Problem to solve:
Copy all of the records below verbatim.

[Collected data]
⁂

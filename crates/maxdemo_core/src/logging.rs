//! Logging bootstrap and panic capture.
//!
//! # Responsibility
//! - Initialize a single process-wide logger, either rolling files or stderr.
//! - Emit stable `event=... module=...` diagnostic lines.
//!
//! # Invariants
//! - Initialization happens at most once per process.
//! - Repeating the same initialization is a no-op.
//! - Switching level or sink after initialization is rejected.
//! - Initialization never panics.

use flexi_logger::{Cleanup, Criterion, FileSpec, Logger, LoggerHandle, Naming, WriteMode};
use log::{error, info};
use once_cell::sync::OnceCell;
use std::fmt::{Display, Formatter};
use std::path::PathBuf;

const LOG_FILE_BASENAME: &str = "maxdemo";
const MAX_LOG_FILE_SIZE_BYTES: u64 = 10 * 1024 * 1024;
const MAX_LOG_FILES: usize = 5;
const MAX_PANIC_PAYLOAD_CHARS: usize = 160;

static LOGGING_STATE: OnceCell<LoggingState> = OnceCell::new();
static PANIC_HOOK_INSTALLED: OnceCell<()> = OnceCell::new();

/// Destination of the active logger.
#[derive(Debug, Clone, PartialEq, Eq)]
pub enum LogSink {
    /// Rolling files under an absolute directory.
    File(PathBuf),
    /// Process stderr.
    Stderr,
}

impl Display for LogSink {
    fn fmt(&self, f: &mut Formatter<'_>) -> std::fmt::Result {
        match self {
            Self::File(dir) => write!(f, "file:{}", dir.display()),
            Self::Stderr => write!(f, "stderr"),
        }
    }
}

struct LoggingState {
    level: &'static str,
    sink: LogSink,
    _logger: LoggerHandle,
}

/// Initializes rolling file logs under `log_dir`.
///
/// # Errors
/// - `level` is not one of `trace|debug|info|warn|error`.
/// - `log_dir` is empty, relative, or cannot be created.
/// - Logging is already active with another level or sink.
/// - The logger backend fails to start.
pub fn init_logging(level: &str, log_dir: &str) -> Result<(), String> {
    let level = normalize_level(level)?;
    let dir = normalize_log_dir(log_dir)?;
    init_with(level, LogSink::File(dir))
}

/// Initializes logging to stderr.
///
/// Used by the CLI so that stdout carries only program output.
///
/// # Errors
/// Same rules as [`init_logging`], minus the directory checks.
pub fn init_stderr_logging(level: &str) -> Result<(), String> {
    let level = normalize_level(level)?;
    init_with(level, LogSink::Stderr)
}

/// Returns `(level, sink)` of the active logger, or `None` before init.
pub fn logging_status() -> Option<(&'static str, LogSink)> {
    LOGGING_STATE
        .get()
        .map(|state| (state.level, state.sink.clone()))
}

/// Returns the default log level for current build mode.
///
/// - `debug` builds -> `debug`
/// - `release` builds -> `info`
pub fn default_log_level() -> &'static str {
    if cfg!(debug_assertions) {
        "debug"
    } else {
        "info"
    }
}

fn init_with(level: &'static str, sink: LogSink) -> Result<(), String> {
    let state = LOGGING_STATE.get_or_try_init(|| start_logger(level, sink.clone()))?;
    ensure_matches(state, level, &sink)
}

fn ensure_matches(state: &LoggingState, level: &str, sink: &LogSink) -> Result<(), String> {
    if state.sink != *sink {
        return Err(format!(
            "logging already initialized at `{}`; refusing to switch to `{}`",
            state.sink, sink
        ));
    }
    if state.level != level {
        return Err(format!(
            "logging already initialized with level `{}`; refusing to switch to `{}`",
            state.level, level
        ));
    }
    Ok(())
}

fn start_logger(level: &'static str, sink: LogSink) -> Result<LoggingState, String> {
    let logger = Logger::try_with_str(level)
        .map_err(|err| format!("invalid log level `{level}`: {err}"))?;

    let logger = match &sink {
        LogSink::File(dir) => {
            std::fs::create_dir_all(dir).map_err(|err| {
                format!("failed to create log directory `{}`: {err}", dir.display())
            })?;
            logger
                .log_to_file(
                    FileSpec::default()
                        .directory(dir.as_path())
                        .basename(LOG_FILE_BASENAME),
                )
                .rotate(
                    Criterion::Size(MAX_LOG_FILE_SIZE_BYTES),
                    Naming::Numbers,
                    Cleanup::KeepLogFiles(MAX_LOG_FILES),
                )
                .write_mode(WriteMode::BufferAndFlush)
                .append()
                .format_for_files(flexi_logger::detailed_format)
                .start()
        }
        LogSink::Stderr => logger
            .log_to_stderr()
            .format_for_stderr(flexi_logger::default_format)
            .start(),
    }
    .map_err(|err| format!("failed to start logger: {err}"))?;

    install_panic_hook_once();

    info!(
        "event=app_start module=logging status=ok platform={} build_mode={} version={}",
        std::env::consts::OS,
        BUILD_MODE,
        env!("CARGO_PKG_VERSION")
    );
    info!(
        "event=logging_init module=logging status=ok level={} sink={}",
        level, sink
    );

    Ok(LoggingState {
        level,
        sink,
        _logger: logger,
    })
}

const LEVELS: [&str; 5] = ["trace", "debug", "info", "warn", "error"];

const BUILD_MODE: &str = if cfg!(debug_assertions) {
    "debug"
} else {
    "release"
};

fn normalize_level(level: &str) -> Result<&'static str, String> {
    let wanted = match level.trim().to_ascii_lowercase() {
        alias if alias == "warning" => "warn".to_string(),
        other => other,
    };
    LEVELS
        .iter()
        .copied()
        .find(|known| *known == wanted)
        .ok_or_else(|| {
            format!(
                "unsupported log level `{wanted}`; expected {}",
                LEVELS.join("|")
            )
        })
}

fn normalize_log_dir(log_dir: &str) -> Result<PathBuf, String> {
    match PathBuf::from(log_dir.trim()) {
        dir if dir.as_os_str().is_empty() => Err("log_dir cannot be empty".to_string()),
        dir if dir.is_relative() => Err(format!(
            "log_dir must be an absolute path, got `{}`",
            dir.display()
        )),
        dir => Ok(dir),
    }
}

fn install_panic_hook_once() {
    PANIC_HOOK_INSTALLED.get_or_init(|| {
        let previous_hook = std::panic::take_hook();
        std::panic::set_hook(Box::new(move |info| {
            let location = info.location().map_or_else(
                || "unknown".to_string(),
                |loc| format!("{}:{}", loc.file(), loc.line()),
            );
            error!(
                "event=panic_captured module=logging status=error location={} payload={}",
                location,
                panic_payload(info)
            );
            previous_hook(info);
        }));
    });
}

fn panic_payload(info: &std::panic::PanicHookInfo<'_>) -> String {
    let payload = info.payload();
    let text = payload
        .downcast_ref::<&str>()
        .copied()
        .or_else(|| payload.downcast_ref::<String>().map(String::as_str))
        .unwrap_or("non-string panic payload");
    flatten_and_cap(text, MAX_PANIC_PAYLOAD_CHARS)
}

// Panic text is caller-controlled: one line, at most `max_chars` plus a marker.
fn flatten_and_cap(text: &str, max_chars: usize) -> String {
    let mut flat: String = text
        .chars()
        .take(max_chars)
        .map(|c| if matches!(c, '\n' | '\r') { ' ' } else { c })
        .collect();
    if text.chars().nth(max_chars).is_some() {
        flat.push_str("...");
    }
    flat
}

⁂

Response below:
filename crates/maxdemo_core/src/logging.rs
//! Logging bootstrap and panic capture.
//!
//! # Responsibility
//! - Initialize a single process-wide logger, either rolling files or stderr.
//! - Emit stable `event=... module=...` diagnostic lines.
//!
//! # Invariants
//! - Initialization happens at most once per process.
//! - Repeating the same initialization is a no-op.
//! - Switching level or sink after initialization is rejected.
//! - Initialization never panics.

use flexi_logger::{Cleanup, Criterion, FileSpec, Logger, LoggerHandle, Naming, WriteMode};
use log::{error, info};
use once_cell::sync::OnceCell;
use std::fmt::{Display, Formatter};
use std::path::PathBuf;

const LOG_FILE_BASENAME: &str = "maxdemo";
const MAX_LOG_FILE_SIZE_BYTES: u64 = 10 * 1024 * 1024;
const MAX_LOG_FILES: usize = 5;
const MAX_PANIC_PAYLOAD_CHARS: usize = 160;

static LOGGING_STATE: OnceCell<LoggingState> = OnceCell::new();
static PANIC_HOOK_INSTALLED: OnceCell<()> = OnceCell::new();

/// Destination of the active logger.
#[derive(Debug, Clone, PartialEq, Eq)]
pub enum LogSink {
    /// Rolling files under an absolute directory.
    File(PathBuf),
    /// Process stderr.
    Stderr,
}

impl Display for LogSink {
    fn fmt(&self, f: &mut Formatter<'_>) -> std::fmt::Result {
        match self {
            Self::File(dir) => write!(f, "file:{}", dir.display()),
            Self::Stderr => write!(f, "stderr"),
        }
    }
}

struct LoggingState {
    level: &'static str,
    sink: LogSink,
    _logger: LoggerHandle,
}

/// Initializes rolling file logs under `log_dir`.
///
/// # Errors
/// - `level` is not one of `trace|debug|info|warn|error`.
/// - `log_dir` is empty, relative, or cannot be created.
/// - Logging is already active with another level or sink.
/// - The logger backend fails to start.
pub fn init_logging(level: &str, log_dir: &str) -> Result<(), String> {
    let level = normalize_level(level)?;
    let dir = normalize_log_dir(log_dir)?;
    init_with(level, LogSink::File(dir))
}

/// Initializes logging to stderr.
///
/// Used by the CLI so that stdout carries only program output.
///
/// # Errors
/// Same rules as [`init_logging`], minus the directory checks.
pub fn init_stderr_logging(level: &str) -> Result<(), String> {
    let level = normalize_level(level)?;
    init_with(level, LogSink::Stderr)
}

/// Returns `(level, sink)` of the active logger, or `None` before init.
pub fn logging_status() -> Option<(&'static str, LogSink)> {
    LOGGING_STATE
        .get()
        .map(|state| (state.level, state.sink.clone()))
}

/// Returns the default log level for current build mode.
///
/// - `debug` builds -> `debug`
/// - `release` builds -> `info`
pub fn default_log_level() -> &'static str {
    if cfg!(debug_assertions) {
        "debug"
    } else {
        "info"
    }
}

fn init_with(level: &'static str, sink: LogSink) -> Result<(), String> {
    let state = LOGGING_STATE.get_or_try_init(|| start_logger(level, sink.clone()))?;
    ensure_matches(state, level, &sink)
}

fn ensure_matches(state: &LoggingState, level: &str, sink: &LogSink) -> Result<(), String> {
    if state.sink != *sink {
        return Err(format!(
            "logging already initialized at `{}`; refusing to switch to `{}`",
            state.sink, sink
        ));
    }
    if state.level != level {
        return Err(format!(
            "logging already initialized with level `{}`; refusing to switch to `{}`",
            state.level, level
        ));
    }
    Ok(())
}

fn start_logger(level: &'static str, sink: LogSink) -> Result<LoggingState, String> {
    let logger = Logger::try_with_str(level)
        .map_err(|err| format!("invalid log level `{level}`: {err}"))?;

    let logger = match &sink {
        LogSink::File(dir) => {
            std::fs::create_dir_all(dir).map_err(|err| {
                format!("failed to create log directory `{}`: {err}", dir.display())
            })?;
            logger
                .log_to_file(
                    FileSpec::default()
                        .directory(dir.as_path())
                        .basename(LOG_FILE_BASENAME),
                )
                .rotate(
                    Criterion::Size(MAX_LOG_FILE_SIZE_BYTES),
                    Naming::Numbers,
                    Cleanup::KeepLogFiles(MAX_LOG_FILES),
                )
                .write_mode(WriteMode::BufferAndFlush)
                .append()
                .format_for_files(flexi_logger::detailed_format)
                .start()
        }
        LogSink::Stderr => logger
            .log_to_stderr()
            .format_for_stderr(flexi_logger::default_format)
            .start(),
    }
    .map_err(|err| format!("failed to start logger: {err}"))?;

    install_panic_hook_once();

    info!(
        "event=app_start module=logging status=ok platform={} build_mode={} version={}",
        std::env::consts::OS,
        BUILD_MODE,
        env!("CARGO_PKG_VERSION")
    );
    info!(
        "event=logging_init module=logging status=ok level={} sink={}",
        level, sink
    );

    Ok(LoggingState {
        level,
        sink,
        _logger: logger,
    })
}

const LEVELS: [&str; 5] = ["trace", "debug", "info", "warn", "error"];

const BUILD_MODE: &str = if cfg!(debug_assertions) {
    "debug"
} else {
    "release"
};

fn normalize_level(level: &str) -> Result<&'static str, String> {
    let wanted = match level.trim().to_ascii_lowercase() {
        alias if alias == "warning" => "warn".to_string(),
        other => other,
    };
    LEVELS
        .iter()
        .copied()
        .find(|known| *known == wanted)
        .ok_or_else(|| {
            format!(
                "unsupported log level `{wanted}`; expected {}",
                LEVELS.join("|")
            )
        })
}

fn normalize_log_dir(log_dir: &str) -> Result<PathBuf, String> {
    match PathBuf::from(log_dir.trim()) {
        dir if dir.as_os_str().is_empty() => Err("log_dir cannot be empty".to_string()),
        dir if dir.is_relative() => Err(format!(
            "log_dir must be an absolute path, got `{}`",
            dir.display()
        )),
        dir => Ok(dir),
    }
}

fn install_panic_hook_once() {
    PANIC_HOOK_INSTALLED.get_or_init(|| {
        let previous_hook = std::panic::take_hook();
        std::panic::set_hook(Box::new(move |info| {
            let location = info.location().map_or_else(
                || "unknown".to_string(),
                |loc| format!("{}:{}", loc.file(), loc.line()),
            );
            error!(
                "event=panic_captured module=logging status=error location={} payload={}",
                location,
                panic_payload(info)
            );
            previous_hook(info);
        }));
    });
}

fn panic_payload(info: &std::panic::PanicHookInfo<'_>) -> String {
    let payload = info.payload();
    let text = payload
        .downcast_ref::<&str>()
        .copied()
        .or_else(|| payload.downcast_ref::<String>().map(String::as_str))
        .unwrap_or("non-string panic payload");
    flatten_and_cap(text, MAX_PANIC_PAYLOAD_CHARS)
}

// Panic text is caller-controlled: one line, at most `max_chars` plus a marker.
fn flatten_and_cap(text: &str, max_chars: usize) -> String {
    let mut flat: String = text
        .chars()
        .take(max_chars)
        .map(|c| if matches!(c, '\n' | '\r') { ' ' } else { c })
        .collect();
    if text.chars().nth(max_chars).is_some() {
        flat.push_str("...");
    }
    flat
}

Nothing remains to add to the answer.